A Tabela 3 mostra os procedimentos mais utilizados para o controle da hemorragia e da contaminação no CD.

 

 

Terminada a operação, o paciente será transferido ao centro de tratamento intensivo (CTI) para ressuscitação e tratamento da hipotermia, da acido-se e da coagulopatia. Posteriormente, em condições adequadas, retornará ao centro cirúrgico e receberá o tratamento definitivo das lesões viscerais (ressecções, anastomoses vasculares e gastrintestinais). Entretanto, devido ao edema de alças intestinais e retração lateral da ferida operatória, mantida em laparostomia, é possível que, em certa parcela dos casos, a laparorrafia não seja possível. Para tanto, técnicas alternativas de síntese da parede abdominal, como o fechamento cutâneo adiposo proposto por Drumond24, permitem a cobertura do tecido de granulação e das alças intestinais, possibilitando o tratamento tardio da hérnia incisional.
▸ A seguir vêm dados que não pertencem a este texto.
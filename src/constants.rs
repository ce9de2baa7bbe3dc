/*
 * This file is part of Tempmon.
 *
 * Copyright (C) 2026 Tempmon contributors
 *
 * Tempmon is free software: you can redistribute it and/or modify
 * it under the terms of the GNU General Public License as published by
 * the Free Software Foundation, either version 3 of the License, or
 * (at your option) any later version.
 *
 * Tempmon is distributed in the hope that it will be useful,
 * but WITHOUT ANY WARRANTY; without even the implied warranty of
 * MERCHANTABILITY or FITNESS FOR A PARTICULAR PURPOSE. See the
 * GNU General Public License for more details.
 *
 * You should have received a copy of the GNU General Public License
 * along with Tempmon. If not, see <https://www.gnu.org/licenses/>.
 */

//! Centralized paths, probe limits, and threshold defaults.

use std::env;
use std::path::PathBuf;

/// Base path for hwmon devices on Linux.
pub const HWMON_ROOT: &str = "/sys/class/hwmon";

/// Environment override for the hwmon base path. Points the whole probe
/// surface at a different tree (containers, test fixtures).
pub const HWMON_ROOT_ENV: &str = "TEMPMON_HWMON_ROOT";

/// Upper bound on probed hwmon instance indices. A bounded scan, not an
/// architectural limit.
pub const INSTANCE_PROBE_LIMIT: usize = 99;

/// Upper bound on probed sensor channels within one instance.
pub const CHANNEL_PROBE_LIMIT: usize = 99;

/// Fallback warning threshold in millidegrees Celsius, used when the
/// driver does not expose tempN_max.
pub const CPU_MAX_DEFAULT_MC: u32 = 100_000;

/// Fallback critical threshold in millidegrees Celsius, used when the
/// driver does not expose tempN_crit.
pub const CPU_CRIT_DEFAULT_MC: u32 = 110_000;

/// Resolve the hwmon base path, honoring the environment override.
pub fn hwmon_root() -> PathBuf {
    env::var_os(HWMON_ROOT_ENV)
        .map(PathBuf::from)
        .unwrap_or_else(|| PathBuf::from(HWMON_ROOT))
}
As Figuras 3 e 4 representam os 5 Hs da morte (relacionados às grandes perdas volêmicas) e os 4 Ts da vida (sinalizando a importância das transfusões de hemoderivados nas ressuscitação hemostática, da preocupação com o controle da temperatura corporal, da celeridade no tempo de indicação e realização da laparotomia abreviada e do trabalho em equipe (time) de todos os profissionais (cirurgiões, anestesiologistas, intensivistas, enfermeiros e fisioterapeutas) envolvidos nessa complexa abordagem.

 


Figura 3 - Os 5 Hs da morte.

 

 


Figura 4 - Os 4 Ts da vida.

 

Finalmente, os pacientes deverão ser reabilitados e reintegrados à sociedade nas melhores condições funcionais que possam ser oferecidas.

 

CONCLUSÃO

O objetivo do CD é a rápida interrupção cirúrgica da hemorragia crítica, associada a medidas ressuscitadoras específicas para esse grupo de pacientes, com vistas a interromper o curso das alterações fisiopatológicas que culminarão com a perpetuação da TL e, por conseguinte, com o óbito.
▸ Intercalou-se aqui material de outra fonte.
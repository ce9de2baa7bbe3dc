/*
 * This file is part of Tempmon.
 *
 * Copyright (C) 2026 Tempmon contributors
 *
 * Tempmon is free software: you can redistribute it and/or modify
 * it under the terms of the GNU General Public License as published by
 * the Free Software Foundation, either version 3 of the License, or
 * (at your option) any later version.
 *
 * Tempmon is distributed in the hope that it will be useful,
 * but WITHOUT ANY WARRANTY; without even the implied warranty of
 * MERCHANTABILITY or FITNESS FOR A PARTICULAR PURPOSE. See the
 * GNU General Public License for more details.
 *
 * You should have received a copy of the GNU General Public License
 * along with Tempmon. If not, see <https://www.gnu.org/licenses/>.
 */

//! Operator diagnostic CLI: report the selected driver, re-enumerate the
//! probe surface, or take a one-shot reading.

use tempmon::attach::ConsumerHandle;
use tempmon::constants;
use tempmon::discovery;
use tempmon::logger;

fn usage() {
    eprintln!("Usage: tempmon [--logging] <command>");
    eprintln!();
    eprintln!("Commands:");
    eprintln!("  status           report the selected hwmon driver type");
    eprintln!("  scan [--json]    print every probed instance's declared name");
    eprintln!("  read <CHANNEL>   one-shot read; CHANNEL is CPU_TEMP, CPU_MAX_TEMP or CPU_CRIT_TEMP");
}

fn main() -> anyhow::Result<()> {
    let args: Vec<String> = std::env::args().collect();

    if args.iter().any(|a| a == "--logging") {
        logger::init_logging();
        logger::log_event("startup", serde_json::json!({ "args": args }));
    }

    // Positional arguments, flags filtered out
    let positional: Vec<&str> = args[1..]
        .iter()
        .map(|s| s.as_str())
        .filter(|a| !a.starts_with("--"))
        .collect();

    match positional.first().copied() {
        Some("status") => {
            let _ = discovery::discover_once();
            println!("hwmon type: {}", discovery::selected_type_name());
            Ok(())
        }
        Some("scan") => {
            let entries = discovery::probe_names(&constants::hwmon_root());
            if args.iter().any(|a| a == "--json") {
                println!("{}", serde_json::to_string_pretty(&entries)?);
            } else {
                println!("Available hwmon sensors:");
                for entry in &entries {
                    println!(" hwmon{}: {}", entry.index, entry.name);
                }
            }
            Ok(())
        }
        Some("read") => {
            let Some(token) = positional.get(1).copied() else {
                usage();
                std::process::exit(2);
            };
            let handle = ConsumerHandle::attach(token)?;
            match handle.read() {
                Ok(mc) => {
                    println!("{} mC ({:.3} C)", mc, mc as f64 / 1000.0);
                    Ok(())
                }
                Err(e) => {
                    eprintln!("read error: {}", e);
                    std::process::exit(1);
                }
            }
        }
        _ => {
            usage();
            std::process::exit(2);
        }
    }
}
A tentativa de se tratar definitivamente as lesões encontradas em pacientes com hemorragias volumosas e em estado crítico, em operações prolongadas invariavelmente encerra-se com o óbito, durante o procedimento ou nas primeiras horas de pós-operatório, seja por hemorragia incontrolável devido à coagulopatia irreversível, seja por falência de múltiplos órgãos e sistemas.

A ressuscitação de controle de danos realizada precocemente poderá reduzir a necessidade de cirurgia de controle de danos, por manter a estabilidade fisiológica dos pacientes.22,23

As evidências disponíveis na literatura e a experiência dos serviços especializados no atendimento ao politraumatizado indicam que a ressuscitação de controle do dano, quando bem conduzida em todas as suas etapas, reduz a mortalidade se adequadamente indicada. Brenner et al.25 publicaram estudo prospectivo no qual avaliaram 88 pacientes submetidos a CD com sobrevida de 72% nesse grupo de pacientes de extrema gravidade.

Entretanto, por sua elevada morbidade e custo, não deve ser realizada em casos que não preencham os critérios estabelecidos na literatura.

O desenvolvimento, no futuro, de novos agentes e táticas que consigam reverter a coagulopatia nas hemorragias volumosas poderá reduzir sua necessidade do CD.